Stored data:
- - - - -
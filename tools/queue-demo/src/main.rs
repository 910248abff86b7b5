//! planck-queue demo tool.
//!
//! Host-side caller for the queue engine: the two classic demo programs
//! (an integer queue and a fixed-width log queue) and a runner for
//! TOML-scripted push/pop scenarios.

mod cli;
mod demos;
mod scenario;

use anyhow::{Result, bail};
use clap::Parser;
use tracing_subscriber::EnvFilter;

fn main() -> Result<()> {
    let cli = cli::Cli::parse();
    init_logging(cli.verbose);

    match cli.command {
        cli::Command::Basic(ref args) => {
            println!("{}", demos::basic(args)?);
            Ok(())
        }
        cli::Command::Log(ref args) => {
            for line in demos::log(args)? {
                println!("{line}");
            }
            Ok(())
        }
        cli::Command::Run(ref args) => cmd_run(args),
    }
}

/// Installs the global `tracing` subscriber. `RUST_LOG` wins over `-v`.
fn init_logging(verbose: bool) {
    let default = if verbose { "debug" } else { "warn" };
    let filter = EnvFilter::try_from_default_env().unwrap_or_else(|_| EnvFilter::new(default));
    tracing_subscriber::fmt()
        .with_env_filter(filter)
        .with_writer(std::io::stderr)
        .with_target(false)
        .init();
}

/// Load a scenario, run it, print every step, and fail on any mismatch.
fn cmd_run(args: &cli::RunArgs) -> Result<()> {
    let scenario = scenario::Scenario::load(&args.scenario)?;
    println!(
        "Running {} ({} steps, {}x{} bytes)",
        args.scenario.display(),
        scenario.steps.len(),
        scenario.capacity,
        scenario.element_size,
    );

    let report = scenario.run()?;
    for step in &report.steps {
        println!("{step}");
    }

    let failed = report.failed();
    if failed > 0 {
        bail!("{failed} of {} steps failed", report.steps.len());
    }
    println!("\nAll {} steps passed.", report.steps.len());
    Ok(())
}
- - - - -
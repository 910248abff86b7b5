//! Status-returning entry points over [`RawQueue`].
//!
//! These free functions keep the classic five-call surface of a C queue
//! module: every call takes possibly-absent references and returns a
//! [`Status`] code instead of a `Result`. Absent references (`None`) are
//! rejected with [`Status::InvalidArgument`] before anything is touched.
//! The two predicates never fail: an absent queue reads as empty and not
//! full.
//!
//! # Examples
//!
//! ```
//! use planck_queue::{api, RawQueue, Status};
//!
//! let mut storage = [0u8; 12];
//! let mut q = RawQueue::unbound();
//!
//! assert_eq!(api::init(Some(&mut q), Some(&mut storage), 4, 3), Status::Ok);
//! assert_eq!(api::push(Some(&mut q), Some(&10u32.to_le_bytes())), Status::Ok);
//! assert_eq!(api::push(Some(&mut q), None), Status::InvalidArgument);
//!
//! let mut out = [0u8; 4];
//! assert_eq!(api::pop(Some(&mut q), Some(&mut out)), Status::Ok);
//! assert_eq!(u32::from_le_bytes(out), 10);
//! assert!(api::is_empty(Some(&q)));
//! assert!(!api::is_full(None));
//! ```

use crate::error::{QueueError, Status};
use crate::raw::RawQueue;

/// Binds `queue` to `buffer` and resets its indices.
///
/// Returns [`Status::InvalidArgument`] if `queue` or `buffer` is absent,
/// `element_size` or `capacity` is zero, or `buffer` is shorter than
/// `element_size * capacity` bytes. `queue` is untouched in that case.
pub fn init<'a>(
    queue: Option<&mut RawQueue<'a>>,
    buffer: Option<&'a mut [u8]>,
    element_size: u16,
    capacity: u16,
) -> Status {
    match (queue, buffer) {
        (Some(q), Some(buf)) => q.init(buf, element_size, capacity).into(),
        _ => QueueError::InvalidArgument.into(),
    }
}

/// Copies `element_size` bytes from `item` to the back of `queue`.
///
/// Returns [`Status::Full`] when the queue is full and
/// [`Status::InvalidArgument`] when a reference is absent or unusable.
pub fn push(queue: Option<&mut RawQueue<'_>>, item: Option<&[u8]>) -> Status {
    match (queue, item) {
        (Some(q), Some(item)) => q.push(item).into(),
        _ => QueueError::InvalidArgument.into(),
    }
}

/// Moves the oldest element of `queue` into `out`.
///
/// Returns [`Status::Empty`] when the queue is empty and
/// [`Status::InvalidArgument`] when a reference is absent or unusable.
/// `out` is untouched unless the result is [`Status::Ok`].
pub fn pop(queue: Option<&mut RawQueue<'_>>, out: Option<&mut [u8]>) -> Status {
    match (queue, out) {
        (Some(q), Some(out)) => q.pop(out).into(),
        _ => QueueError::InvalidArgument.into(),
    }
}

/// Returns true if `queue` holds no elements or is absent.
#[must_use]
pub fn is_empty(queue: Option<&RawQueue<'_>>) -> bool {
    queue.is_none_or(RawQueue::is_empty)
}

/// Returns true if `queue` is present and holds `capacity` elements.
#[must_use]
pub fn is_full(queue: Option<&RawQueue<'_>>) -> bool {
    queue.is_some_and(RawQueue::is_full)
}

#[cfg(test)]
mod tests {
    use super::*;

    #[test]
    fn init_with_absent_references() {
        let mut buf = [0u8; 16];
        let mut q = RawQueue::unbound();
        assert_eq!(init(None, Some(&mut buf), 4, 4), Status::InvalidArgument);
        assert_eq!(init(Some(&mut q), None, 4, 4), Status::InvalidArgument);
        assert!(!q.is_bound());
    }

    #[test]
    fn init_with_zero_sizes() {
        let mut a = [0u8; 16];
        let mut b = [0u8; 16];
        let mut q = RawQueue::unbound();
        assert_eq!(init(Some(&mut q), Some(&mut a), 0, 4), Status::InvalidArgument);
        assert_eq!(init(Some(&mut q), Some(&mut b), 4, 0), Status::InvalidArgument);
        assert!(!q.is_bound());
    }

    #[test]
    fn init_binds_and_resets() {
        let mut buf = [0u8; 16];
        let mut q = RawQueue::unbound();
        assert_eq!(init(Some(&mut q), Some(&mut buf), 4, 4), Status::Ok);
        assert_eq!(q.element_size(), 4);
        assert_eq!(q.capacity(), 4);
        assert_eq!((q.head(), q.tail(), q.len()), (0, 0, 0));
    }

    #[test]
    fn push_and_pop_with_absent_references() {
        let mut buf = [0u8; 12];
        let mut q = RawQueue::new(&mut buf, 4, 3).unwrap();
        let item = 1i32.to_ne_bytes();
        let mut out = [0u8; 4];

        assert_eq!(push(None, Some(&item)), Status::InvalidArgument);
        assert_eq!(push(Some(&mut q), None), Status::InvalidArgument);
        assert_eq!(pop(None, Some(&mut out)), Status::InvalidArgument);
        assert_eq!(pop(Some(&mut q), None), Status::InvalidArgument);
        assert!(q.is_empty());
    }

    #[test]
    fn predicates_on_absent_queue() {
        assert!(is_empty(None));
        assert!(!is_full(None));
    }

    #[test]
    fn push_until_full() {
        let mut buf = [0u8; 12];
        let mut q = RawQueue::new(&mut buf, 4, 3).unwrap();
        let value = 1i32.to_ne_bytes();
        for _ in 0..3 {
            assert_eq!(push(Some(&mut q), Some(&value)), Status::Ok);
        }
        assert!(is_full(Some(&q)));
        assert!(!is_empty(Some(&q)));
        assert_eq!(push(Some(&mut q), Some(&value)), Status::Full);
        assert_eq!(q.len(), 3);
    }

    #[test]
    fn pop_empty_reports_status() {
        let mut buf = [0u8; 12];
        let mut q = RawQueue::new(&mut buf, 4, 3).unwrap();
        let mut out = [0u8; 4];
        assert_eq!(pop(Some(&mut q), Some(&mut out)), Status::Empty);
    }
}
- - - - -
TASK INSTRUCTIONS:
The answer should consist only of the number of lines above in which "verbose" appears.

OUTPUT FOR THIS EXERCISE:
3